Lately I’ve been thinking a lot about change. For some time now, I’ve been feeling a very strong urge to make a major change, a redirection of my life. It seemed increasingly like this meant leaving Ukraine, but I haven't had a good vision of what would be next if I left. Plus, I've had this nagging feeling that I still have unfinished business here.

But a pretty big change is now underway. In less than two weeks, I will be leaving the apartment I’ve called home for more than eight years to move into a new place. This isn’t as big a change as moving to another country, but changing apartments will suffice for now until the future becomes clearer.

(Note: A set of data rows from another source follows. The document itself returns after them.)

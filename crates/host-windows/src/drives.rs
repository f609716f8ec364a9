use devlink_core::{
    DeviceRecord, Host, InterfaceClass, PhysicalDriveInfo, PhysicalDriveResolver, ResolverConfig,
    Result,
};
use tracing::{debug, warn};
use windows::Win32::Storage::FileSystem::GetLogicalDrives;

use crate::devices::enumerate_devices;
use crate::win::WindowsOpener;

pub fn resolver() -> PhysicalDriveResolver<WindowsOpener> {
    PhysicalDriveResolver::with_config(WindowsOpener, ResolverConfig::default())
}

/// Letters of the logical drives currently present, in order.
pub fn logical_drive_letters() -> Vec<char> {
    let mask = unsafe { GetLogicalDrives() };
    ('A'..='Z')
        .enumerate()
        .filter(|(idx, _)| mask & (1u32 << idx) != 0)
        .map(|(_, letter)| letter)
        .collect()
}

pub fn resolve_drive_letter(letter: char) -> Result<Option<PhysicalDriveInfo>> {
    resolver().resolve_drive_letter(letter)
}

/// Resolves every present letter, skipping the ones with no physical drive
/// behind them and the ones that cannot be opened.
pub fn resolve_all_drive_letters() -> Result<Vec<PhysicalDriveInfo>> {
    let resolver = resolver();
    let mut drives = Vec::new();
    for letter in logical_drive_letters() {
        match resolver.resolve_drive_letter(letter) {
            Ok(Some(info)) => drives.push(info),
            Ok(None) => debug!(%letter, "no physical drive behind letter"),
            Err(err) if err.os_code().is_some() => {
                warn!(%letter, error = %err, "skipping drive letter");
            }
            Err(err) => return Err(err),
        }
    }
    Ok(drives)
}

/// Resolves local interface records, naming each drive after its record.
/// Devices that fail to resolve are skipped.
pub fn resolve_records(records: &[DeviceRecord]) -> Result<Vec<PhysicalDriveInfo>> {
    resolver().resolve_records(records)
}

/// Every local disk interface, resolved to its physical drive.
pub fn enumerate_physical_disks() -> Result<Vec<PhysicalDriveInfo>> {
    resolve_records(&enumerate_devices(&Host::Local, InterfaceClass::Disk.guid())?)
}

Another reason for thinking about change is that this week will mark 10 years since I sold my dream home in the mountains of Colorado to make the move to Ukraine. One sunny day in late July, 2007, after all the papers had been signed and money exchanged, and after final packing and cleaning, I drove away from that beautiful place for the last time.

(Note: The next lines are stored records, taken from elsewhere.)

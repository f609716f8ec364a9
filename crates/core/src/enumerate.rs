//! Pull-based walk over the device interfaces of one interface class.

use std::collections::BTreeMap;

use tracing::{debug, trace};
use uuid::Uuid;

use crate::error::{DeviceError, OsCode, Result};
use crate::ioctl::{grow_until_fits, Growth};
use crate::model::{DeviceProperty, DeviceRecord, Host, BASE_CONTAINER_ID_PROPERTY};

pub const REG_SZ: u32 = 1;
pub const REG_EXPAND_SZ: u32 = 2;
pub const REG_MULTI_SZ: u32 = 7;

/// Separator used when a multi-string property is flattened.
pub const MULTI_SZ_SEPARATOR: &str = ";";

/// What a registry property read wrote into the caller's buffer.
#[derive(Debug, Clone, Copy, PartialEq, Eq)]
pub struct RegistryRead {
    pub value_type: u32,
    pub written: usize,
}

/// A device-information set scoped to present interfaces of one class.
///
/// The set owns whatever platform resources back it and releases them on
/// drop. Borrowing a set (`&mut S`) leaves release with the owner.
pub trait DeviceInterfaceSet {
    type Member;

    /// The interface at `index`. `OsCode::NO_MORE_ITEMS` ends the walk.
    fn interface_member(&mut self, index: u32) -> std::result::Result<Self::Member, OsCode>;

    /// The interface's symbolic device path.
    fn interface_path(&mut self, member: &Self::Member) -> std::result::Result<String, OsCode>;

    /// Instance id of the device one level up the device tree.
    fn parent_instance_id(&mut self, member: &Self::Member) -> std::result::Result<String, OsCode>;

    fn class_guid(&self, member: &Self::Member) -> Option<Uuid>;

    /// Reads registry property `code` into `buffer`.
    fn registry_property(
        &mut self,
        member: &Self::Member,
        code: u32,
        buffer: &mut [u8],
    ) -> std::result::Result<RegistryRead, OsCode>;
}

impl<S: DeviceInterfaceSet + ?Sized> DeviceInterfaceSet for &mut S {
    type Member = S::Member;

    fn interface_member(&mut self, index: u32) -> std::result::Result<Self::Member, OsCode> {
        (**self).interface_member(index)
    }

    fn interface_path(&mut self, member: &Self::Member) -> std::result::Result<String, OsCode> {
        (**self).interface_path(member)
    }

    fn parent_instance_id(&mut self, member: &Self::Member) -> std::result::Result<String, OsCode> {
        (**self).parent_instance_id(member)
    }

    fn class_guid(&self, member: &Self::Member) -> Option<Uuid> {
        (**self).class_guid(member)
    }

    fn registry_property(
        &mut self,
        member: &Self::Member,
        code: u32,
        buffer: &mut [u8],
    ) -> std::result::Result<RegistryRead, OsCode> {
        (**self).registry_property(member, code, buffer)
    }
}

/// Opens interface sets on a host.
pub trait DeviceTreeProvider {
    type Set: DeviceInterfaceSet;

    /// Fails with `DeviceError::HostUnreachable` when a remote host cannot be
    /// connected to.
    fn open_interface_set(&self, host: &Host, interface_class: Uuid) -> Result<Self::Set>;
}

#[derive(Debug, Clone, Copy)]
pub struct EnumeratorConfig {
    pub property_initial_size: usize,
}

impl Default for EnumeratorConfig {
    fn default() -> Self {
        Self {
            property_initial_size: 256,
        }
    }
}

#[derive(Debug, Clone, Copy, PartialEq, Eq)]
enum State {
    Next(u32),
    Exhausted,
    Failed,
}

pub struct DeviceEnumerator<S> {
    set: S,
    host: Host,
    interface_class: Uuid,
    config: EnumeratorConfig,
    state: State,
}

pub fn enumerate<P: DeviceTreeProvider>(
    provider: &P,
    host: &Host,
    interface_class: Uuid,
) -> Result<DeviceEnumerator<P::Set>> {
    let set = provider.open_interface_set(host, interface_class)?;
    Ok(DeviceEnumerator::new(set, host.clone(), interface_class))
}

/// Not-found answers for a registry property.
fn is_missing_property(code: OsCode) -> bool {
    code == OsCode::INVALID_DATA || code == OsCode::NOT_FOUND
}

/// Decodes a REG_SZ / REG_EXPAND_SZ / REG_MULTI_SZ value stored as UTF-16.
pub fn decode_registry_string(value_type: u32, raw: &[u8]) -> String {
    let units: Vec<u16> = raw
        .chunks_exact(2)
        .map(|pair| u16::from_le_bytes([pair[0], pair[1]]))
        .collect();
    if value_type == REG_MULTI_SZ {
        units
            .split(|&unit| unit == 0)
            .filter(|part| !part.is_empty())
            .map(String::from_utf16_lossy)
            .collect::<Vec<_>>()
            .join(MULTI_SZ_SEPARATOR)
    } else {
        let end = units.iter().position(|&unit| unit == 0).unwrap_or(units.len());
        String::from_utf16_lossy(&units[..end])
    }
}

impl<S: DeviceInterfaceSet> DeviceEnumerator<S> {
    pub fn new(set: S, host: Host, interface_class: Uuid) -> Self {
        Self::with_config(set, host, interface_class, EnumeratorConfig::default())
    }

    pub fn with_config(set: S, host: Host, interface_class: Uuid, config: EnumeratorConfig) -> Self {
        Self {
            set,
            host,
            interface_class,
            config,
            state: State::Next(0),
        }
    }

    pub fn is_exhausted(&self) -> bool {
        self.state == State::Exhausted
    }

    pub fn is_failed(&self) -> bool {
        self.state == State::Failed
    }

    fn context(&self, index: u32) -> String {
        format!("{} interface {} #{}", self.host, self.interface_class, index)
    }

    fn property(&mut self, member: &S::Member, code: u32, index: u32) -> Result<String> {
        let mut value_type = REG_SZ;
        let set = &mut self.set;
        let read = grow_until_fits(self.config.property_initial_size, Growth::Double, |buffer| {
            set.registry_property(member, code, buffer).map(|read| {
                value_type = read.value_type;
                read.written
            })
        });
        match read {
            Ok(buffer) => Ok(decode_registry_string(value_type, buffer.filled())),
            Err((code, _)) if is_missing_property(code) => Ok(String::new()),
            Err((code, _)) => Err(DeviceError::os("registry property", self.context(index), code)),
        }
    }

    fn record_at(&mut self, index: u32) -> Result<Option<DeviceRecord>> {
        trace!(index, "enumerating device interface");
        let member = match self.set.interface_member(index) {
            Ok(member) => member,
            Err(OsCode::NO_MORE_ITEMS) => return Ok(None),
            Err(code) => return Err(DeviceError::os("enumerate interfaces", self.context(index), code)),
        };

        let device_path = self
            .set
            .interface_path(&member)
            .map_err(|code| DeviceError::os("interface detail", self.context(index), code))?;
        let instance_id = self
            .set
            .parent_instance_id(&member)
            .map_err(|code| DeviceError::os("parent lookup", self.context(index), code))?;
        let class_guid = self.set.class_guid(&member).filter(|guid| !guid.is_nil());

        let mut properties = BTreeMap::new();
        for property in DeviceProperty::ALL {
            let value = self.property(&member, property.registry_code(), index)?;
            properties.insert(property, value);
        }
        let container = self.property(&member, BASE_CONTAINER_ID_PROPERTY, index)?;
        let base_container_id = Uuid::parse_str(container.trim())
            .ok()
            .filter(|guid| !guid.is_nil());

        debug!(index, %device_path, %instance_id, "device interface enumerated");
        Ok(Some(DeviceRecord {
            device_path,
            instance_id,
            class_guid,
            base_container_id,
            properties,
        }))
    }
}

impl<S: DeviceInterfaceSet> Iterator for DeviceEnumerator<S> {
    type Item = Result<DeviceRecord>;

    fn next(&mut self) -> Option<Self::Item> {
        let State::Next(index) = self.state else {
            return None;
        };
        match self.record_at(index) {
            Ok(Some(record)) => {
                self.state = State::Next(index + 1);
                Some(Ok(record))
            }
            Ok(None) => {
                self.state = State::Exhausted;
                None
            }
            Err(err) => {
                self.state = State::Failed;
                Some(Err(err))
            }
        }
    }
}
//! Control requests whose response size is discovered by retrying with a
//! larger buffer.

use std::borrow::Cow;

use tracing::debug;

use crate::error::{DeviceError, OsCode, Result};

pub const IOCTL_STORAGE_QUERY_PROPERTY: u32 = 0x002D_1400;
pub const IOCTL_STORAGE_GET_DEVICE_NUMBER: u32 = 0x002D_1080;
pub const IOCTL_DISK_GET_LENGTH_INFO: u32 = 0x0007_405C;
pub const FSCTL_SET_REPARSE_POINT: u32 = 0x0009_00A4;
pub const FSCTL_GET_REPARSE_POINT: u32 = 0x0009_00A8;
pub const FSCTL_DELETE_REPARSE_POINT: u32 = 0x0009_00AC;
pub const FSCTL_SET_COMPRESSION: u32 = 0x0009_C040;

/// An open device or file that accepts control requests.
pub trait ControlHandle {
    /// Name used in error messages, usually the path the handle was opened from.
    fn target(&self) -> &str;

    /// Issues one control request. Returns the number of bytes written to `output`.
    fn device_control(
        &self,
        control_code: u32,
        input: &[u8],
        output: &mut [u8],
    ) -> std::result::Result<usize, OsCode>;
}

impl<H: ControlHandle + ?Sized> ControlHandle for &H {
    fn target(&self) -> &str {
        (**self).target()
    }

    fn device_control(
        &self,
        control_code: u32,
        input: &[u8],
        output: &mut [u8],
    ) -> std::result::Result<usize, OsCode> {
        (**self).device_control(control_code, input, output)
    }
}

/// How the output buffer grows after a "buffer too small" answer.
#[derive(Debug, Clone, Copy, PartialEq, Eq)]
pub enum Growth {
    Double,
    Add(usize),
}

impl Growth {
    pub fn next(self, size: usize) -> usize {
        match self {
            Growth::Double => size.max(1).saturating_mul(2),
            Growth::Add(step) => size.saturating_add(step.max(1)),
        }
    }
}

/// Result of a successful grow-and-retry loop.
#[derive(Debug, Clone)]
pub struct GrownBuffer {
    pub data: Vec<u8>,
    pub written: usize,
    pub attempts: u32,
}

impl GrownBuffer {
    pub fn capacity(&self) -> usize {
        self.data.len()
    }

    /// The bytes the platform reported as written.
    pub fn filled(&self) -> &[u8] {
        &self.data[..self.written.min(self.data.len())]
    }
}

/// Runs `attempt` against a zeroed buffer, growing it on every "buffer too
/// small" failure. There is no attempt limit.
///
/// On failure the error carries the size of the buffer that was last tried.
pub fn grow_until_fits<F>(
    initial_size: usize,
    growth: Growth,
    mut attempt: F,
) -> std::result::Result<GrownBuffer, (OsCode, usize)>
where
    F: FnMut(&mut [u8]) -> std::result::Result<usize, OsCode>,
{
    let mut size = initial_size;
    let mut attempts = 0u32;
    loop {
        let mut buffer = vec![0u8; size];
        attempts += 1;
        match attempt(&mut buffer) {
            Ok(written) => {
                return Ok(GrownBuffer {
                    data: buffer,
                    written,
                    attempts,
                })
            }
            Err(code) if code.is_buffer_too_small() => {
                drop(buffer);
                let next = growth.next(size);
                debug!(code = code.0, from = size, to = next, "growing control buffer");
                size = next;
            }
            Err(code) => return Err((code, size)),
        }
    }
}

/// Typed request payloads marshaled field by field.
pub trait Marshal {
    fn marshal(&self) -> Vec<u8>;
}

/// A control request with its growth discipline.
#[derive(Debug, Clone)]
pub struct ControlRequest<'a> {
    control_code: u32,
    input: Cow<'a, [u8]>,
    initial_size: usize,
    growth: Growth,
}

impl<'a> ControlRequest<'a> {
    pub fn new(control_code: u32) -> Self {
        Self {
            control_code,
            input: Cow::Borrowed(&[]),
            initial_size: 64,
            growth: Growth::Double,
        }
    }

    pub fn with_input(mut self, input: &'a [u8]) -> Self {
        self.input = Cow::Borrowed(input);
        self
    }

    pub fn with_payload<P: Marshal + ?Sized>(mut self, payload: &P) -> Self {
        self.input = Cow::Owned(payload.marshal());
        self
    }

    pub fn initial_size(mut self, size: usize) -> Self {
        self.initial_size = size;
        self
    }

    pub fn growth(mut self, growth: Growth) -> Self {
        self.growth = growth;
        self
    }

    pub fn control_code(&self) -> u32 {
        self.control_code
    }

    pub fn send<H: ControlHandle + ?Sized>(&self, handle: &H) -> Result<GrownBuffer> {
        grow_until_fits(self.initial_size, self.growth, |output| {
            handle.device_control(self.control_code, &self.input, output)
        })
        .map_err(|(code, buffer_size)| DeviceError::Control {
            control_code: self.control_code,
            target: handle.target().to_string(),
            buffer_size,
            code,
        })
    }

    /// Sends a request that returns no data.
    pub fn send_input_only<H: ControlHandle + ?Sized>(&self, handle: &H) -> Result<()> {
        handle
            .device_control(self.control_code, &self.input, &mut [])
            .map(|_| ())
            .map_err(|code| DeviceError::Control {
                control_code: self.control_code,
                target: handle.target().to_string(),
                buffer_size: 0,
                code,
            })
    }
}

I still feel some sadness when I think of the sacrifice I made. But then, just as now, I had a strong need for change, and the change I was making required me to sell the house and be financially free to go off on my new adventure. It was all about change – it was always about change.

Change: the Only Thing that Doesn’t Change


A very well-known saying holds that “the only constant is change.”

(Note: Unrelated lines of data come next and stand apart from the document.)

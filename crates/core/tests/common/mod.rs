#![allow(dead_code)]

use std::cell::{Cell, RefCell};
use std::collections::HashMap;
use std::rc::Rc;

use devlink_core::enumerate::{REG_MULTI_SZ, REG_SZ};
use devlink_core::ioctl::{
    IOCTL_DISK_GET_LENGTH_INFO, IOCTL_STORAGE_GET_DEVICE_NUMBER, IOCTL_STORAGE_QUERY_PROPERTY,
};
use devlink_core::{
    Access, ControlHandle, DeviceError, DeviceInterfaceSet, DeviceOpener, DeviceTreeProvider,
    Host, OsCode, RegistryRead, Result,
};
use uuid::Uuid;

pub fn utf16z(value: &str) -> Vec<u8> {
    value
        .encode_utf16()
        .chain(std::iter::once(0))
        .flat_map(|unit| unit.to_le_bytes())
        .collect()
}

#[derive(Debug, Clone, Default)]
pub struct SimDevice {
    pub path: String,
    pub parent_instance_id: String,
    pub class_guid: Option<Uuid>,
    pub properties: HashMap<u32, (u32, Vec<u8>)>,
}

impl SimDevice {
    pub fn new(index: usize) -> Self {
        Self {
            path: format!(r"\\?\usbstor#disk&ven_sim#{index}#{{53f56307-b6bf-11d0-94f2-00a0c91efb8b}}"),
            parent_instance_id: format!(r"USB\VID_0781&PID_5583\{index:04}"),
            class_guid: Some(Uuid::from_u128(0x4d36e967_e325_11ce_bfc1_08002be10318)),
            properties: HashMap::new(),
        }
    }

    pub fn with_string(mut self, code: u32, value: &str) -> Self {
        self.properties.insert(code, (REG_SZ, utf16z(value)));
        self
    }

    pub fn with_multi(mut self, code: u32, values: &[&str]) -> Self {
        let mut raw = Vec::new();
        for value in values {
            raw.extend(utf16z(value));
        }
        raw.extend_from_slice(&[0, 0]);
        self.properties.insert(code, (REG_MULTI_SZ, raw));
        self
    }
}

/// Tracks release of the simulated platform resources.
#[derive(Debug, Clone, Default)]
pub struct ReleaseLog {
    pub set_released: Rc<Cell<u32>>,
    pub connection_released: Rc<Cell<u32>>,
}

pub struct SimConnection {
    log: ReleaseLog,
}

impl Drop for SimConnection {
    fn drop(&mut self) {
        let released = &self.log.connection_released;
        released.set(released.get() + 1);
    }
}

pub struct SimulatedSet {
    pub devices: Vec<SimDevice>,
    /// Index at which `interface_member` fails with the given code.
    pub fail_member: Option<(u32, OsCode)>,
    /// Registry property code that fails with the given code.
    pub fail_property: Option<(u32, OsCode)>,
    pub visited: Rc<RefCell<Vec<u32>>>,
    pub property_buffer_sizes: Rc<RefCell<Vec<usize>>>,
    log: ReleaseLog,
    // dropped after the set, like a real info list and its machine handle
    _connection: Option<SimConnection>,
}

impl SimulatedSet {
    pub fn new(devices: Vec<SimDevice>, log: ReleaseLog) -> Self {
        Self {
            devices,
            fail_member: None,
            fail_property: None,
            visited: Rc::default(),
            property_buffer_sizes: Rc::default(),
            log,
            _connection: None,
        }
    }
}

impl Drop for SimulatedSet {
    fn drop(&mut self) {
        let released = &self.log.set_released;
        released.set(released.get() + 1);
    }
}

impl DeviceInterfaceSet for SimulatedSet {
    type Member = usize;

    fn interface_member(&mut self, index: u32) -> std::result::Result<usize, OsCode> {
        self.visited.borrow_mut().push(index);
        if let Some((at, code)) = self.fail_member {
            if at == index {
                return Err(code);
            }
        }
        if (index as usize) < self.devices.len() {
            Ok(index as usize)
        } else {
            Err(OsCode::NO_MORE_ITEMS)
        }
    }

    fn interface_path(&mut self, member: &usize) -> std::result::Result<String, OsCode> {
        Ok(self.devices[*member].path.clone())
    }

    fn parent_instance_id(&mut self, member: &usize) -> std::result::Result<String, OsCode> {
        Ok(self.devices[*member].parent_instance_id.clone())
    }

    fn class_guid(&self, member: &usize) -> Option<Uuid> {
        self.devices[*member].class_guid
    }

    fn registry_property(
        &mut self,
        member: &usize,
        code: u32,
        buffer: &mut [u8],
    ) -> std::result::Result<RegistryRead, OsCode> {
        self.property_buffer_sizes.borrow_mut().push(buffer.len());
        if let Some((failing, os)) = self.fail_property {
            if failing == code {
                return Err(os);
            }
        }
        let Some((value_type, data)) = self.devices[*member].properties.get(&code) else {
            return Err(OsCode::INVALID_DATA);
        };
        if buffer.len() < data.len() {
            return Err(OsCode::INSUFFICIENT_BUFFER);
        }
        buffer[..data.len()].copy_from_slice(data);
        Ok(RegistryRead {
            value_type: *value_type,
            written: data.len(),
        })
    }
}

pub struct SimProvider {
    pub devices: Vec<SimDevice>,
    pub reachable_remotes: Vec<String>,
    pub fail_member: Option<(u32, OsCode)>,
    pub log: ReleaseLog,
}

impl DeviceTreeProvider for SimProvider {
    type Set = SimulatedSet;

    fn open_interface_set(&self, host: &Host, _interface_class: Uuid) -> Result<SimulatedSet> {
        let connection = match host {
            Host::Local => None,
            Host::Remote(name) if self.reachable_remotes.contains(name) => Some(SimConnection {
                log: self.log.clone(),
            }),
            Host::Remote(name) => {
                return Err(DeviceError::HostUnreachable {
                    host: name.clone(),
                    code: 0x3B,
                })
            }
        };
        let mut set = SimulatedSet::new(self.devices.clone(), self.log.clone());
        set.fail_member = self.fail_member;
        set._connection = connection;
        Ok(set)
    }
}

#[derive(Debug, Clone)]
pub struct SimDrive {
    pub device_number: u32,
    pub partition_number: i32,
    pub letter: Option<char>,
    pub interface_path: Option<String>,
    pub descriptor: Vec<u8>,
    pub length: u64,
}

#[derive(Debug, Clone)]
enum Target {
    /// A volume or interface path; `None` when it has no device number.
    Logical(Option<(u32, i32)>),
    Physical(SimDrive),
}

pub struct SimHandle {
    path: String,
    access: Access,
    target: Target,
    /// The drive has no media, so its length cannot be read.
    no_media: bool,
    pub calls: Rc<RefCell<Vec<(u32, usize)>>>,
}

impl ControlHandle for SimHandle {
    fn target(&self) -> &str {
        &self.path
    }

    fn device_control(
        &self,
        control_code: u32,
        _input: &[u8],
        output: &mut [u8],
    ) -> std::result::Result<usize, OsCode> {
        self.calls.borrow_mut().push((control_code, output.len()));
        match (control_code, &self.target) {
            (IOCTL_STORAGE_GET_DEVICE_NUMBER, Target::Logical(Some((number, partition)))) => {
                if output.len() < 12 {
                    return Err(OsCode::INSUFFICIENT_BUFFER);
                }
                output[0..4].copy_from_slice(&7u32.to_le_bytes());
                output[4..8].copy_from_slice(&number.to_le_bytes());
                output[8..12].copy_from_slice(&(*partition as u32).to_le_bytes());
                Ok(12)
            }
            (IOCTL_STORAGE_GET_DEVICE_NUMBER, Target::Physical(drive)) => {
                output[4..8].copy_from_slice(&drive.device_number.to_le_bytes());
                output[8..12].copy_from_slice(&u32::MAX.to_le_bytes());
                Ok(12)
            }
            (IOCTL_STORAGE_GET_DEVICE_NUMBER, Target::Logical(None)) => Err(OsCode::INVALID_FUNCTION),
            (IOCTL_STORAGE_QUERY_PROPERTY, Target::Physical(drive)) => {
                // the fixed part must fit; longer descriptors are cut short
                if output.len() < 36 {
                    return Err(OsCode::INSUFFICIENT_BUFFER);
                }
                let n = output.len().min(drive.descriptor.len());
                output[..n].copy_from_slice(&drive.descriptor[..n]);
                Ok(n)
            }
            (IOCTL_DISK_GET_LENGTH_INFO, Target::Physical(drive)) => {
                if self.access != Access::ReadWrite {
                    return Err(OsCode::ACCESS_DENIED);
                }
                if self.no_media {
                    return Err(OsCode::NOT_READY);
                }
                output[..8].copy_from_slice(&(drive.length as i64).to_le_bytes());
                Ok(8)
            }
            _ => Err(OsCode::INVALID_FUNCTION),
        }
    }
}

pub struct SimOpener {
    pub drives: Vec<SimDrive>,
    /// Letters that exist but have no physical drive behind them.
    pub network_letters: Vec<char>,
    /// Device numbers of drives with no media inserted.
    pub no_media: Vec<u32>,
    pub allow_write: bool,
    pub opened: RefCell<Vec<(String, Access)>>,
    pub calls: Rc<RefCell<Vec<(u32, usize)>>>,
}

impl SimOpener {
    pub fn new(drives: Vec<SimDrive>, allow_write: bool) -> Self {
        Self {
            drives,
            network_letters: Vec::new(),
            no_media: Vec::new(),
            allow_write,
            opened: RefCell::new(Vec::new()),
            calls: Rc::default(),
        }
    }

    fn find(&self, path: &str) -> Option<Target> {
        for drive in &self.drives {
            if path == format!(r"\\.\PhysicalDrive{}", drive.device_number) {
                return Some(Target::Physical(drive.clone()));
            }
            let by_letter = drive
                .letter
                .map(|letter| path == format!(r"\\.\{letter}:"))
                .unwrap_or(false);
            if by_letter || drive.interface_path.as_deref() == Some(path) {
                return Some(Target::Logical(Some((drive.device_number, drive.partition_number))));
            }
        }
        self.network_letters
            .iter()
            .any(|letter| path == format!(r"\\.\{letter}:"))
            .then_some(Target::Logical(None))
    }
}

impl DeviceOpener for SimOpener {
    type Handle = SimHandle;

    fn open(&self, path: &str, access: Access) -> std::result::Result<SimHandle, OsCode> {
        let target = self.find(path).ok_or(OsCode::FILE_NOT_FOUND)?;
        if access == Access::ReadWrite && !self.allow_write {
            return Err(OsCode::ACCESS_DENIED);
        }
        self.opened.borrow_mut().push((path.to_string(), access));
        let no_media = matches!(&target, Target::Physical(drive) if self.no_media.contains(&drive.device_number));
        Ok(SimHandle {
            path: path.to_string(),
            access,
            target,
            no_media,
            calls: self.calls.clone(),
        })
    }
}

/// Lays out a STORAGE_DEVICE_DESCRIPTOR with its strings after the fixed part.
pub fn descriptor_bytes(vendor: &str, product: &str, revision: &str, serial: &str, bus_type: u32) -> Vec<u8> {
    let mut raw = vec![0u8; 36];
    let mut strings: Vec<u8> = Vec::new();
    for (field, value) in [(12usize, vendor), (16, product), (20, revision), (24, serial)] {
        if value.is_empty() {
            continue;
        }
        let at = (36 + strings.len()) as u32;
        raw[field..field + 4].copy_from_slice(&at.to_le_bytes());
        strings.extend_from_slice(value.as_bytes());
        strings.push(0);
    }
    raw.extend_from_slice(&strings);
    let size = raw.len() as u32;
    raw[0..4].copy_from_slice(&1u32.to_le_bytes());
    raw[4..8].copy_from_slice(&size.to_le_bytes());
    raw[28..32].copy_from_slice(&bus_type.to_le_bytes());
    raw
}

Things change around us constantly. Usually the changes are small, building up over time. You never really see the changes in your own face in the mirror day after day, but look at a photo from 10 years ago and you wonder what the hell happened.

Everything changes. Our circles of friends and acquaintances change. The people who were part of my close circle at the start of this Ukrainian adventure are now either on the fringe or gone altogether. One is still a very real part of my world but living far away. The people around me now are different. It’s all changed.

Over the course of years, things can change so much that when you recall past people, places and events, you wonder whether they really happened at all. The present can be so different that those past episodes of your life seem more like dreams or movies than reality. I wrote more about this in a post several years ago called Life at the Speed of Time.

Major Change


Most of the change in our lives happens in small, gradual steps over time. But the changes that really get our attention are the big ones, the changes that are so great that they abruptly set us off in a new direction. These are the changes that represent milestones in our lives, things like graduating from college, getting married, having children, getting divorced, changing jobs, changing where you live, and of course, the death of someone close.

Some people really embrace big change; they become bored with their routines and find that a big change energizes them and makes life more interesting again. For most of my life, this has been my story.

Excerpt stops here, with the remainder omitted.